Collected data entries
= Beginning of Section =
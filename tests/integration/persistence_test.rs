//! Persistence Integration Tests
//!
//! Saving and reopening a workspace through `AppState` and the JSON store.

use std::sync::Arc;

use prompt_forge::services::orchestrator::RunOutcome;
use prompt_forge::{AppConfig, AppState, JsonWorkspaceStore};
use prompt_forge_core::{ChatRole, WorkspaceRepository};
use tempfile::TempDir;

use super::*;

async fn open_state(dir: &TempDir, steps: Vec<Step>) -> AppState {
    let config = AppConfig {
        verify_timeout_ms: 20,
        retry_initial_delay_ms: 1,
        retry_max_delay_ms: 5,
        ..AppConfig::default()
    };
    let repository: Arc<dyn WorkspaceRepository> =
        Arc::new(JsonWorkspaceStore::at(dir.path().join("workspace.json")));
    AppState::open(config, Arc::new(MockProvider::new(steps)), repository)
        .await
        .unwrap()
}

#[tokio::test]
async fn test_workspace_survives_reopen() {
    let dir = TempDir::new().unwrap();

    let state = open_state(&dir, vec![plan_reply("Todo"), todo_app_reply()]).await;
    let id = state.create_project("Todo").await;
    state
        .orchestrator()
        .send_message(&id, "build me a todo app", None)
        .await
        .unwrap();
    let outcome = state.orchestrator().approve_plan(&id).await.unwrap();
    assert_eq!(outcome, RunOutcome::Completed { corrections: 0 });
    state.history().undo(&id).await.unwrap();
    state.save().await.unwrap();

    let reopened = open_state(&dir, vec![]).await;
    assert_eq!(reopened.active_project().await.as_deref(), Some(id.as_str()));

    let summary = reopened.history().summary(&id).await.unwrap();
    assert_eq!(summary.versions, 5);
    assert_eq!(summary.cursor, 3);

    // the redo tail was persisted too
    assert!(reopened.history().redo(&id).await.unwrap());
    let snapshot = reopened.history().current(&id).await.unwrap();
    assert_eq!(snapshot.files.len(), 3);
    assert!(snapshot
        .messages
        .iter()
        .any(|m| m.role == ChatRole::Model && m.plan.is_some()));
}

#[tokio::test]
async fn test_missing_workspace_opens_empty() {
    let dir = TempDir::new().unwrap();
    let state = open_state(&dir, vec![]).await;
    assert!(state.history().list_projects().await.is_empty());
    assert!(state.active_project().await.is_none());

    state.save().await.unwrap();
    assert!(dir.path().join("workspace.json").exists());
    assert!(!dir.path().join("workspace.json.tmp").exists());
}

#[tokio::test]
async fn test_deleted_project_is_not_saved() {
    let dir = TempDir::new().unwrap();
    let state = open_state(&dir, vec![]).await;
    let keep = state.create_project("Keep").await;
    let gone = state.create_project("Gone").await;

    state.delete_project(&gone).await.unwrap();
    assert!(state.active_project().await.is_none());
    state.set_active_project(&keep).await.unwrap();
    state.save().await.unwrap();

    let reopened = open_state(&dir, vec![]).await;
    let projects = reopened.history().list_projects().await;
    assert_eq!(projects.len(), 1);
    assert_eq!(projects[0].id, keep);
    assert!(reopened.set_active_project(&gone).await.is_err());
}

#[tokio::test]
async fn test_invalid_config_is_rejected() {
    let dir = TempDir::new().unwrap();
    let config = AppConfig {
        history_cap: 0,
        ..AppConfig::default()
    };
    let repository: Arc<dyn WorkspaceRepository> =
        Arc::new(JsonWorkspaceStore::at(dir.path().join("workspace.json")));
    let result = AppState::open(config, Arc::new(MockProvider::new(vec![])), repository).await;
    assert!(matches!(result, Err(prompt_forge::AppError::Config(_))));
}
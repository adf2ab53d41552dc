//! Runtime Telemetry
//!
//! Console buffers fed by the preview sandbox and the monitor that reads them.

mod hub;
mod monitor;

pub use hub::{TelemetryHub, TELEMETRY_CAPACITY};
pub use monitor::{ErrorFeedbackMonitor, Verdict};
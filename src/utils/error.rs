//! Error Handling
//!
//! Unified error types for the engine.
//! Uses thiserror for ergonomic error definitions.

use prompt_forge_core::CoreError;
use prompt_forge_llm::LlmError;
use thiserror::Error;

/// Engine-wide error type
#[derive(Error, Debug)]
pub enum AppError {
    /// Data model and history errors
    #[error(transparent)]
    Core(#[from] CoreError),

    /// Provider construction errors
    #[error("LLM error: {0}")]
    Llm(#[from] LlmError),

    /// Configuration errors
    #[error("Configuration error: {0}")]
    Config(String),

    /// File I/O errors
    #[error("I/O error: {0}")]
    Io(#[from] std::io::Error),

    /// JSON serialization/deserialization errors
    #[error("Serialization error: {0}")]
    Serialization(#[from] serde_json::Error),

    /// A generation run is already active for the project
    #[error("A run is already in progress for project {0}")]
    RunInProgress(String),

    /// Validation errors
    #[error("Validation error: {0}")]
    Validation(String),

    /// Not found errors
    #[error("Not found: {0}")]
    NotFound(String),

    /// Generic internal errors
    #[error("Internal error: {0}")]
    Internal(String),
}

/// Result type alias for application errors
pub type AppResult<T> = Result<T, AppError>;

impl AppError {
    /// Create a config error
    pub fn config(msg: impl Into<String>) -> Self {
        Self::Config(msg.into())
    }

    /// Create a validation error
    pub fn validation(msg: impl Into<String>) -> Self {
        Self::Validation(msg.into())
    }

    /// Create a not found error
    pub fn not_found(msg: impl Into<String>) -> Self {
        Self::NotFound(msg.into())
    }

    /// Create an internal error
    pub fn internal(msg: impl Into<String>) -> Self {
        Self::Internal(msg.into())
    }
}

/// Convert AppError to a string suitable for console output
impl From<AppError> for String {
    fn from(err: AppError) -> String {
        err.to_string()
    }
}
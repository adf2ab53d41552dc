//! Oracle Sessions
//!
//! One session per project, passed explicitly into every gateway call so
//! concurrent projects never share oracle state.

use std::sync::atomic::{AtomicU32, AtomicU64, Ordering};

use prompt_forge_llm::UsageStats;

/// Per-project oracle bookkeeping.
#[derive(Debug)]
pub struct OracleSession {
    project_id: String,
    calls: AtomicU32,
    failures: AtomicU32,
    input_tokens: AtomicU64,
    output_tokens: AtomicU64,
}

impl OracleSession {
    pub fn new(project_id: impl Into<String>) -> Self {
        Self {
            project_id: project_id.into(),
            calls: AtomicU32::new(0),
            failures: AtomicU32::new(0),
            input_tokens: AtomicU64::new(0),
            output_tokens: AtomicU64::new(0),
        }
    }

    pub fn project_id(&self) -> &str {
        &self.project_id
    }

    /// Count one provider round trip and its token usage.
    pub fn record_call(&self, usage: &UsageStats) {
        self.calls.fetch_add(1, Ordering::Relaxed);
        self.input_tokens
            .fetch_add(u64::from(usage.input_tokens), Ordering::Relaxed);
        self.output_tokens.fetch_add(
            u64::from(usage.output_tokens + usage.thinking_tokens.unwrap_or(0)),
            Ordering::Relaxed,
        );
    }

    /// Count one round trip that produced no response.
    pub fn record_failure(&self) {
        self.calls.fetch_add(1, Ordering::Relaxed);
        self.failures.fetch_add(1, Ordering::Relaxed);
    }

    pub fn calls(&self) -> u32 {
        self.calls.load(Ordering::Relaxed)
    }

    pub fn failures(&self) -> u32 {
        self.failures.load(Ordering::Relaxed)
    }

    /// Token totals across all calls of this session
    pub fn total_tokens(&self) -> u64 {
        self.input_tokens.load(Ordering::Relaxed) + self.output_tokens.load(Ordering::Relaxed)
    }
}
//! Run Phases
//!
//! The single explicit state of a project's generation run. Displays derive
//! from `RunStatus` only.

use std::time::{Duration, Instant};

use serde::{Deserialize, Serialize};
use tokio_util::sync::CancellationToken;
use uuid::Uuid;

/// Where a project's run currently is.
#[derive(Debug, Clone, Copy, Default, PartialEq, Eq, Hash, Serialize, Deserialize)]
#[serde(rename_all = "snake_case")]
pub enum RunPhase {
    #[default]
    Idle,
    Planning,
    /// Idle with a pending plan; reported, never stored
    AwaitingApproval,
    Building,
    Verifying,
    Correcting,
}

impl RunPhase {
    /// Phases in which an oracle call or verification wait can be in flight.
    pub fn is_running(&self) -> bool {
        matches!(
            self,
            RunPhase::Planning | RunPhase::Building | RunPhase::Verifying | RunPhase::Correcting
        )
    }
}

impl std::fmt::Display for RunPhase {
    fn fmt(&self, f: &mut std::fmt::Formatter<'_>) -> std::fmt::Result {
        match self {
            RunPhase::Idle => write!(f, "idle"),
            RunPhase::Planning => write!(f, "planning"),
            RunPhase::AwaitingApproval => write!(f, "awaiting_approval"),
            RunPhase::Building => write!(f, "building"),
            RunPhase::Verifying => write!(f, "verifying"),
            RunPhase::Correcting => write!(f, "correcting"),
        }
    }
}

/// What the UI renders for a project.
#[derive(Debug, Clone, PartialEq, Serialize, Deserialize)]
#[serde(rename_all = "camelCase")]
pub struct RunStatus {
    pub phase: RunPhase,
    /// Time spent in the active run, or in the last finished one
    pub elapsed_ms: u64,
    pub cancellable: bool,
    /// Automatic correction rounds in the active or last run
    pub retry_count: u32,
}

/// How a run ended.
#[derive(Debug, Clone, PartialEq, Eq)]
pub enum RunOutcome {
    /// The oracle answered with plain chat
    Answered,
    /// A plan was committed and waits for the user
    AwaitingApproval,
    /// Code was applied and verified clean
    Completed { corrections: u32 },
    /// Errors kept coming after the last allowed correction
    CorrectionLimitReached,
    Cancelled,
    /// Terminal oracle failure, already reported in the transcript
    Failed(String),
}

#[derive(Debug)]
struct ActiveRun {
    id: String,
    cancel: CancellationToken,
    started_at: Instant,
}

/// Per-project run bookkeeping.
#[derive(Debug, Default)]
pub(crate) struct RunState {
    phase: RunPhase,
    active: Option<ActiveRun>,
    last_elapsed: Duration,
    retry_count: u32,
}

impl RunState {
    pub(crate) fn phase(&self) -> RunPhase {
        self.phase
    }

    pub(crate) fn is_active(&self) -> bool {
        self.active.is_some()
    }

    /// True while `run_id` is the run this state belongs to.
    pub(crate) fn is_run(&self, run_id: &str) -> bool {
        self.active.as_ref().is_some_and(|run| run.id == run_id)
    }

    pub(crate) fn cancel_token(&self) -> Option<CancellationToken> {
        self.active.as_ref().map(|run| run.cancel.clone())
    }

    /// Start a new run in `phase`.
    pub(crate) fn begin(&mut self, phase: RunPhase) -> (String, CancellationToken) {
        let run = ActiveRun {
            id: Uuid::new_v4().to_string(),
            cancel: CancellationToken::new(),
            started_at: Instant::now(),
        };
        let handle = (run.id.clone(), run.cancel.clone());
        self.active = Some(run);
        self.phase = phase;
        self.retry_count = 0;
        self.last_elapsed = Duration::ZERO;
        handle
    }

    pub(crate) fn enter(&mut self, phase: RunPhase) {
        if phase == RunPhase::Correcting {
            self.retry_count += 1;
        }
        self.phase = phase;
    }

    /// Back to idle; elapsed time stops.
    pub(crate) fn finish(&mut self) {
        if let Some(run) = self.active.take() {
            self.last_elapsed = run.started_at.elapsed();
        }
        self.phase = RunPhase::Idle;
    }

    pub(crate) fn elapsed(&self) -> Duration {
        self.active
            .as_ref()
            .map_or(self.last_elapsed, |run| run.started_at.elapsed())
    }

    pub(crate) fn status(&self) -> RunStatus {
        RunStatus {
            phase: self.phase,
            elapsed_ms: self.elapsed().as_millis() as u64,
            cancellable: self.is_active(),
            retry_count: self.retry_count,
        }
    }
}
= End of Section =
▶ _Your objective_
Word for word, set down the lines from the beginning of the records through the line that holds "use super::*;". Leave out the rest.

▶ _Response_
filename tests/integration/persistence_test.rs
//! Persistence Integration Tests
//!
//! Saving and reopening a workspace through `AppState` and the JSON store.

use std::sync::Arc;

use prompt_forge::services::orchestrator::RunOutcome;
use prompt_forge::{AppConfig, AppState, JsonWorkspaceStore};
use prompt_forge_core::{ChatRole, WorkspaceRepository};
use tempfile::TempDir;

use super::*;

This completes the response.